*** Provided entries ***
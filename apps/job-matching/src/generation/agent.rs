//! Generation agent: turns a `MatchReport` into an `ApplicationKit`.
//!
//! Flow: voice calibration + hook choice → resume ∥ cover letter ∥ answers? ∥ recruiter email?
//! → local ATS scoring. Resume and cover letter are always produced; answers only when the
//! request carries questions; the recruiter email only for recruiter replies.

use std::sync::Arc;

use async_trait::async_trait;
use serde::Deserialize;
use serde_json::{json, Value};
use tracing::{info, warn};

use crate::analysis::fit_scoring::FitRecommendation;
use crate::analysis::report::MatchReport;
use crate::errors::AppError;
use crate::generation::ats::{ats_score, missing_keywords};
use crate::generation::kit::{
    ApplicationKit, EmailStance, GeneratedCoverLetter, GeneratedResume, QuestionAnswer,
    RecruiterEmail,
};
use crate::generation::prompts::{
    COVER_LETTER_PROMPT_TEMPLATE, COVER_LETTER_SYSTEM, DECLINE_STANCE, INTERESTED_STANCE,
    QUESTIONS_PROMPT_TEMPLATE, QUESTIONS_SYSTEM, RECRUITER_EMAIL_PROMPT_TEMPLATE,
    RECRUITER_EMAIL_SYSTEM, RESUME_PROMPT_TEMPLATE, RESUME_SYSTEM,
};
use crate::generation::voice::{choose_hook, hook_instruction, voice_guide, VoiceGuide};
use crate::llm_client::prompts::{fill_template, GROUNDING_INSTRUCTION, HONESTY_INSTRUCTION};
use crate::llm_client::{complete_json, CompletionProvider};
use crate::models::application::ApplicationIntent;
use crate::models::profile::UserProfile;

/// Request context the generation stage needs beyond the report and profile.
#[derive(Debug, Clone, Copy)]
pub struct GenerationContext<'a> {
    pub intent: ApplicationIntent,
    pub recruiter_message: Option<&'a str>,
    pub application_questions: &'a [String],
}

#[async_trait]
pub trait GenerationAgent: Send + Sync {
    async fn generate(
        &self,
        report: &MatchReport,
        profile: &UserProfile,
        ctx: &GenerationContext<'_>,
    ) -> Result<ApplicationKit, AppError>;
}

#[derive(Clone)]
pub struct LlmGenerationAgent {
    llm: Arc<dyn CompletionProvider>,
}

impl LlmGenerationAgent {
    pub fn new(llm: Arc<dyn CompletionProvider>) -> Self {
        Self { llm }
    }
}

#[derive(Debug, Deserialize)]
struct RawResume {
    markdown: String,
    #[serde(default)]
    highlighted_skills: Vec<String>,
}

#[derive(Debug, Deserialize)]
struct RawCoverLetter {
    markdown: String,
    #[serde(default)]
    key_points: Vec<String>,
}

#[derive(Debug, Deserialize)]
struct RawEmail {
    subject: String,
    body: String,
}

/// Serialized once per kit and shared by every prompt.
struct PromptContext {
    voice_json: String,
    profile_json: String,
    report_json: String,
}

#[async_trait]
impl GenerationAgent for LlmGenerationAgent {
    async fn generate(
        &self,
        report: &MatchReport,
        profile: &UserProfile,
        ctx: &GenerationContext<'_>,
    ) -> Result<ApplicationKit, AppError> {
        let guide = voice_guide(profile.voice_style);
        let prompts = PromptContext {
            voice_json: voice_json(&guide)?,
            profile_json: to_json(profile, "profile")?,
            report_json: to_json(&report_view(report), "match report")?,
        };

        let wants_answers = !ctx.application_questions.is_empty();
        let wants_email = ctx.intent == ApplicationIntent::RecruiterResponse;

        let (resume, cover_letter, question_answers, recruiter_email) = tokio::try_join!(
            self.resume(report, profile, &prompts),
            self.cover_letter(report, &prompts),
            async {
                if wants_answers {
                    self.answers(report, ctx.application_questions, &prompts)
                        .await
                        .map(Some)
                } else {
                    Ok(None)
                }
            },
            async {
                if wants_email {
                    self.recruiter_email(report, ctx.recruiter_message, &prompts)
                        .await
                        .map(Some)
                } else {
                    Ok(None)
                }
            },
        )?;

        info!(
            job_id = %report.job_id,
            intent = ctx.intent.as_str(),
            ats_score = resume.ats_score,
            hook = ?cover_letter.hook_type,
            answers = question_answers.as_ref().map_or(0, Vec::len),
            recruiter_email = recruiter_email.is_some(),
            "Application kit generated"
        );

        Ok(ApplicationKit {
            resume,
            cover_letter,
            question_answers,
            recruiter_email,
        })
    }
}

impl LlmGenerationAgent {
    async fn resume(
        &self,
        report: &MatchReport,
        profile: &UserProfile,
        prompts: &PromptContext,
    ) -> Result<GeneratedResume, AppError> {
        let prompt = fill_template(
            RESUME_PROMPT_TEMPLATE,
            &[
                ("grounding_instruction", GROUNDING_INSTRUCTION),
                ("honesty_instruction", HONESTY_INSTRUCTION),
                ("voice_json", prompts.voice_json.as_str()),
                ("profile_json", prompts.profile_json.as_str()),
                ("report_json", prompts.report_json.as_str()),
            ],
        );

        let raw: RawResume = complete_json(self.llm.as_ref(), &prompt, RESUME_SYSTEM)
            .await
            .map_err(|e| AppError::Llm(format!("Resume generation failed: {e}")))?;

        let missing = missing_keywords(&raw.markdown, &report.requirements);
        if !missing.is_empty() {
            warn!(job_id = %report.job_id, ?missing, "Resume omits posting keywords");
        }

        // Highlighted skills must come from the profile, never from the posting alone.
        let known = profile.unique_skills();
        let highlighted_skills = raw
            .highlighted_skills
            .into_iter()
            .filter(|s| known.iter().any(|k| k.eq_ignore_ascii_case(s)))
            .collect();

        Ok(GeneratedResume {
            ats_score: ats_score(&raw.markdown, &report.requirements),
            markdown: raw.markdown,
            highlighted_skills,
        })
    }

    async fn cover_letter(
        &self,
        report: &MatchReport,
        prompts: &PromptContext,
    ) -> Result<GeneratedCoverLetter, AppError> {
        let hook_type = choose_hook(report);
        let prompt = fill_template(
            COVER_LETTER_PROMPT_TEMPLATE,
            &[
                ("grounding_instruction", GROUNDING_INSTRUCTION),
                ("honesty_instruction", HONESTY_INSTRUCTION),
                ("voice_json", prompts.voice_json.as_str()),
                ("hook_instruction", hook_instruction(hook_type)),
                ("profile_json", prompts.profile_json.as_str()),
                ("report_json", prompts.report_json.as_str()),
            ],
        );

        let raw: RawCoverLetter = complete_json(self.llm.as_ref(), &prompt, COVER_LETTER_SYSTEM)
            .await
            .map_err(|e| AppError::Llm(format!("Cover letter generation failed: {e}")))?;

        Ok(GeneratedCoverLetter {
            markdown: raw.markdown,
            hook_type,
            key_points: raw.key_points,
        })
    }

    async fn answers(
        &self,
        report: &MatchReport,
        questions: &[String],
        prompts: &PromptContext,
    ) -> Result<Vec<QuestionAnswer>, AppError> {
        let questions_json = to_json(&questions, "questions")?;
        let prompt = fill_template(
            QUESTIONS_PROMPT_TEMPLATE,
            &[
                ("grounding_instruction", GROUNDING_INSTRUCTION),
                ("voice_json", prompts.voice_json.as_str()),
                ("profile_json", prompts.profile_json.as_str()),
                ("report_json", prompts.report_json.as_str()),
                ("questions_json", questions_json.as_str()),
            ],
        );

        let answers: Vec<String> = complete_json(self.llm.as_ref(), &prompt, QUESTIONS_SYSTEM)
            .await
            .map_err(|e| AppError::Llm(format!("Question answering failed: {e}")))?;

        if answers.len() != questions.len() {
            return Err(AppError::Llm(format!(
                "Question answering for {} returned {} answers for {} questions",
                report.job_id,
                answers.len(),
                questions.len()
            )));
        }

        Ok(questions
            .iter()
            .cloned()
            .zip(answers)
            .map(|(question, answer)| QuestionAnswer { question, answer })
            .collect())
    }

    async fn recruiter_email(
        &self,
        report: &MatchReport,
        recruiter_message: Option<&str>,
        prompts: &PromptContext,
    ) -> Result<RecruiterEmail, AppError> {
        let stance = email_stance(report.fit_score.recommendation);
        let stance_instruction = match stance {
            EmailStance::Interested => INTERESTED_STANCE,
            EmailStance::Decline => DECLINE_STANCE,
        };

        let prompt = fill_template(
            RECRUITER_EMAIL_PROMPT_TEMPLATE,
            &[
                ("grounding_instruction", GROUNDING_INSTRUCTION),
                ("voice_json", prompts.voice_json.as_str()),
                ("stance_instruction", stance_instruction),
                ("recruiter_message", recruiter_message.unwrap_or("(not provided)")),
                ("profile_json", prompts.profile_json.as_str()),
                ("report_json", prompts.report_json.as_str()),
            ],
        );

        let raw: RawEmail = complete_json(self.llm.as_ref(), &prompt, RECRUITER_EMAIL_SYSTEM)
            .await
            .map_err(|e| AppError::Llm(format!("Recruiter email generation failed: {e}")))?;

        Ok(RecruiterEmail {
            subject: raw.subject,
            body: raw.body,
            stance,
        })
    }
}

/// SKIP-tier fits get a polite decline; everything else an interested reply.
pub fn email_stance(recommendation: FitRecommendation) -> EmailStance {
    match recommendation {
        FitRecommendation::Skip => EmailStance::Decline,
        _ => EmailStance::Interested,
    }
}

/// The parts of a report the writing prompts need.
fn report_view(report: &MatchReport) -> Value {
    json!({
        "job_title": report.job_title,
        "company": report.company,
        "company_summary": report.company_insights.summary,
        "must_have": report.requirements.must_have,
        "tech_stack": report.requirements.tech_stack,
        "responsibilities": report.requirements.responsibilities,
        "strong_matches": report.match_analysis.strong_matches.iter().map(|m| &m.requirement).collect::<Vec<_>>(),
        "partial_matches": report.match_analysis.partial_matches.iter().map(|m| &m.requirement).collect::<Vec<_>>(),
        "gaps": report.match_analysis.gaps,
        "transferable_skills": report.match_analysis.transferable_skills,
        "talking_points": report.talking_points,
        "green_flags": report.company_insights.green_flags,
        "recent_news": report.company_insights.recent_news,
        "fit_recommendation": report.fit_score.recommendation,
    })
}

fn voice_json(guide: &VoiceGuide) -> Result<String, AppError> {
    to_json(
        &json!({
            "preferred_verbs": guide.preferred_verbs,
            "avoid_phrases": guide.avoid_phrases,
            "register": guide.register,
        }),
        "voice guide",
    )
}

fn to_json<T: serde::Serialize + ?Sized>(value: &T, what: &str) -> Result<String, AppError> {
    serde_json::to_string_pretty(value)
        .map_err(|e| AppError::Internal(anyhow::anyhow!("Failed to serialize {what}: {e}")))
}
*** End of Provided entries ***
**Instructions for the task:** Only the lines holding the word "what" belong in the answer; copy them from the listing above.

**Problem solution:**
fn to_json<T: serde::Serialize + ?Sized>(value: &T, what: &str) -> Result<String, AppError> {
        .map_err(|e| AppError::Internal(anyhow::anyhow!("Failed to serialize {what}: {e}")))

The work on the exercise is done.